Salk Institute/Waitt Advance Biophotonics Core

„Wir investieren Millionen von Dollar in diese Mikroskope und haben immer noch Schwierigkeiten, die Grenzen ihrer Leistungsfähigkeit zu überschreiten“, sagt er Uri Manor, Direktor der Waitt Advanced Biophotonics Core Facility in Salk. „Das ist das Problem, das wir mit Deep Learning lösen wollten.“

Deep Learning ist eine Form der künstlichen Intelligenz (KI), bei der Computeralgorithmen durch das Studium von Beispielen lernen und sich verbessern. Um mithilfe von Deep Learning Mikroskopbilder zu verbessern – entweder durch Verbesserung der Auflösung (Schärfe) oder durch Reduzierung des Hintergrundrauschens – müssten dem System viele Beispiele von Bildern mit hoher und niedriger Auflösung gezeigt werden. Das ist ein Problem, denn die Aufnahme vollkommen identischer Mikroskopiebilder in zwei separaten Aufnahmen kann schwierig und teuer sein. Besonders schwierig ist es, lebende Zellen abzubilden, die sich während des Prozesses bewegen könnten.

Hier kommt der Crapifier ins Spiel. Laut Manor nimmt die Methode qualitativ hochwertige Bilder auf und verschlechtert sie rechnerisch, sodass sie in etwa wie die Bilder mit der niedrigsten niedrigen Auflösung aussehen, die das Team aufnehmen würde.

Das Team von Manor zeigte hochauflösende Bilder und ihre verschlechterten Gegenstücke der Deep-Learning-Software namens Point-Scanning Super-Resolution (PSSR). Nach der Untersuchung der verschlechterten Bilder konnte das System lernen, Bilder zu verbessern, die von Natur aus eine schlechte Qualität hatten.

Das ist von Bedeutung, denn in der Vergangenheit hatten Computersysteme, die auf künstlich degradierten Daten lernten, immer noch Probleme, wenn sie mit Rohdaten aus der realen Welt konfrontiert wurden.

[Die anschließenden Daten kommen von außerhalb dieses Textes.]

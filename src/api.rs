// Jenkins API client: the two-step exchange behind a lint run.
// 1. GET the crumb issuer for a CSRF token (skipped when CSRF is disabled).
// 2. POST the Jenkinsfile, form-encoded, to the pipeline model converter.
// Both calls are blocking and share one reqwest client and the same
// optional Basic Auth credentials.

use std::fmt;
use std::time::Duration;

use reqwest::blocking::{Client, RequestBuilder};
use reqwest::header::{HeaderName, HeaderValue};
use reqwest::StatusCode;
use tracing::debug;

use crate::error::{Error, Result};

/// Crumb issuer path; the xpath asks Jenkins for `field:crumb` as plain text.
pub const CRUMB_PATH: &str =
    "/crumbIssuer/api/xml?xpath=concat(//crumbRequestField,\":\",//crumb)";

/// Declarative pipeline validation endpoint.
pub const VALIDATE_PATH: &str = "/pipeline-model-converter/validate";

/// Form field Jenkins reads the pipeline text from.
pub const JENKINSFILE_FIELD: &str = "jenkinsfile";

/// HTTP Basic credentials sent on every request.
#[derive(Clone, PartialEq, Eq)]
pub struct Credentials {
    pub username: String,
    pub password: String,
}

impl Credentials {
    /// Returns `None` when both parts are empty, which means "no auth".
    pub fn from_parts(username: impl Into<String>, password: impl Into<String>) -> Option<Self> {
        let username = username.into();
        let password = password.into();
        if username.is_empty() && password.is_empty() {
            return None;
        }
        Some(Self { username, password })
    }
}

impl fmt::Debug for Credentials {
    fn fmt(&self, f: &mut fmt::Formatter<'_>) -> fmt::Result {
        f.debug_struct("Credentials")
            .field("username", &self.username)
            .field("password", &"<redacted>")
            .finish()
    }
}

/// CSRF header Jenkins expects on state-changing requests.
#[derive(Debug, Clone, PartialEq, Eq)]
pub struct CrumbHeader {
    pub name: String,
    pub value: String,
}

/// Raw outcome of the validate call. The body is Jenkins' message,
/// untouched; the status is kept so callers can be stricter if they want.
#[derive(Debug, Clone, PartialEq, Eq)]
pub struct ValidationResult {
    pub status: StatusCode,
    pub body: String,
}

/// Parse a crumb issuer response of the form `name:value`.
///
/// Surrounding whitespace is ignored. Anything that does not split into
/// exactly two parts on `:`, or that would not make a legal HTTP header,
/// is a [`Error::CrumbParse`] carrying the raw body.
pub fn parse_crumb(body: &str) -> Result<CrumbHeader> {
    let parse_error = || Error::CrumbParse {
        body: body.to_string(),
    };

    let parts: Vec<&str> = body.trim().split(':').collect();
    let [name, value] = parts.as_slice() else {
        return Err(parse_error());
    };

    HeaderName::from_bytes(name.as_bytes()).map_err(|_| parse_error())?;
    HeaderValue::from_str(value).map_err(|_| parse_error())?;

    Ok(CrumbHeader {
        name: name.to_string(),
        value: value.to_string(),
    })
}

/// Blocking client bound to one Jenkins instance.
#[derive(Debug, Clone)]
pub struct JenkinsClient {
    client: Client,
    base_url: String,
    credentials: Option<Credentials>,
}

impl JenkinsClient {
    /// Build a client for `base_url`. Trailing slashes are dropped so the
    /// endpoint paths can be appended directly. `timeout` of `None` keeps
    /// reqwest's default.
    pub fn new(
        base_url: &str,
        credentials: Option<Credentials>,
        timeout: Option<Duration>,
    ) -> Result<Self> {
        let mut builder = Client::builder();
        if let Some(timeout) = timeout {
            builder = builder.timeout(timeout);
        }
        let client = builder.build().map_err(Error::HttpClient)?;

        Ok(Self {
            client,
            base_url: base_url.trim_end_matches('/').to_string(),
            credentials,
        })
    }

    pub fn base_url(&self) -> &str {
        &self.base_url
    }

    pub fn crumb_url(&self) -> String {
        format!("{}{}", self.base_url, CRUMB_PATH)
    }

    pub fn validate_url(&self) -> String {
        format!("{}{}", self.base_url, VALIDATE_PATH)
    }

    /// Attach Basic Auth when credentials are configured.
    fn with_auth(&self, req: RequestBuilder) -> RequestBuilder {
        match &self.credentials {
            Some(creds) => req.basic_auth(&creds.username, Some(&creds.password)),
            None => req,
        }
    }

    /// Ask the crumb issuer for a CSRF header.
    ///
    /// The status code is not inspected: whatever body comes back is fed
    /// to [`parse_crumb`]. Only transport failures map to
    /// [`Error::CrumbTransport`].
    pub fn fetch_crumb(&self) -> Result<CrumbHeader> {
        let url = self.crumb_url();
        debug!(%url, "fetching crumb");

        let res = self
            .with_auth(self.client.get(&url))
            .send()
            .map_err(Error::CrumbTransport)?;
        let status = res.status();
        let body = res.text().map_err(Error::CrumbTransport)?;
        debug!(%status, "crumb issuer responded");

        parse_crumb(&body)
    }

    /// Send `jenkinsfile` to the validation endpoint and hand back the
    /// response verbatim.
    pub fn validate(
        &self,
        jenkinsfile: &str,
        crumb: Option<&CrumbHeader>,
    ) -> Result<ValidationResult> {
        let url = self.validate_url();
        debug!(%url, bytes = jenkinsfile.len(), crumb = crumb.is_some(), "validating Jenkinsfile");

        // `form` sets Content-Type: application/x-www-form-urlencoded
        let mut req = self
            .client
            .post(&url)
            .form(&[(JENKINSFILE_FIELD, jenkinsfile)]);
        if let Some(crumb) = crumb {
            req = req.header(crumb.name.as_str(), crumb.value.as_str());
        }

        let res = self.with_auth(req).send().map_err(Error::ValidateTransport)?;
        let status = res.status();
        let body = res.text().map_err(Error::ValidateTransport)?;
        debug!(%status, "validation endpoint responded");

        Ok(ValidationResult { status, body })
    }
}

„Wir haben eine Reihe verschiedener Abbaumethoden ausprobiert und eine gefunden, die tatsächlich funktioniert“, sagt Manor. „Sie können ein Modell anhand Ihrer künstlich generierten Daten trainieren, und es funktioniert tatsächlich mit Daten aus der realen Welt.“

„Mit unserer Methode können Menschen von dieser leistungsstarken Deep-Learning-Technologie profitieren, ohne viel Zeit oder Ressourcen zu investieren“, sagt Linjing Fang, Bildanalysespezialist an der Waitt Advanced Biophotonics Core Facility und Hauptautor des Papiers. „Sie können bereits vorhandene Daten hoher Qualität verwenden, diese verschlechtern und ein Modell trainieren, um die Qualität eines Bildes mit niedrigerer Auflösung zu verbessern.“

Das Team zeigte, dass PSSR sowohl in der Elektronenmikroskopie als auch mit Fluoreszenz-Lebendzellbildern funktioniert – zwei Situationen, in denen es außerordentlich schwierig oder unmöglich sein kann, die doppelten Bilder mit hoher und niedriger Auflösung zu erhalten, die zum Trainieren von KI-Systemen erforderlich sind. Während die Studie die Methode anhand von Bildern von Gehirngewebe demonstrierte, hofft Manor, dass sie in Zukunft auch auf andere Körpersysteme angewendet werden könnte.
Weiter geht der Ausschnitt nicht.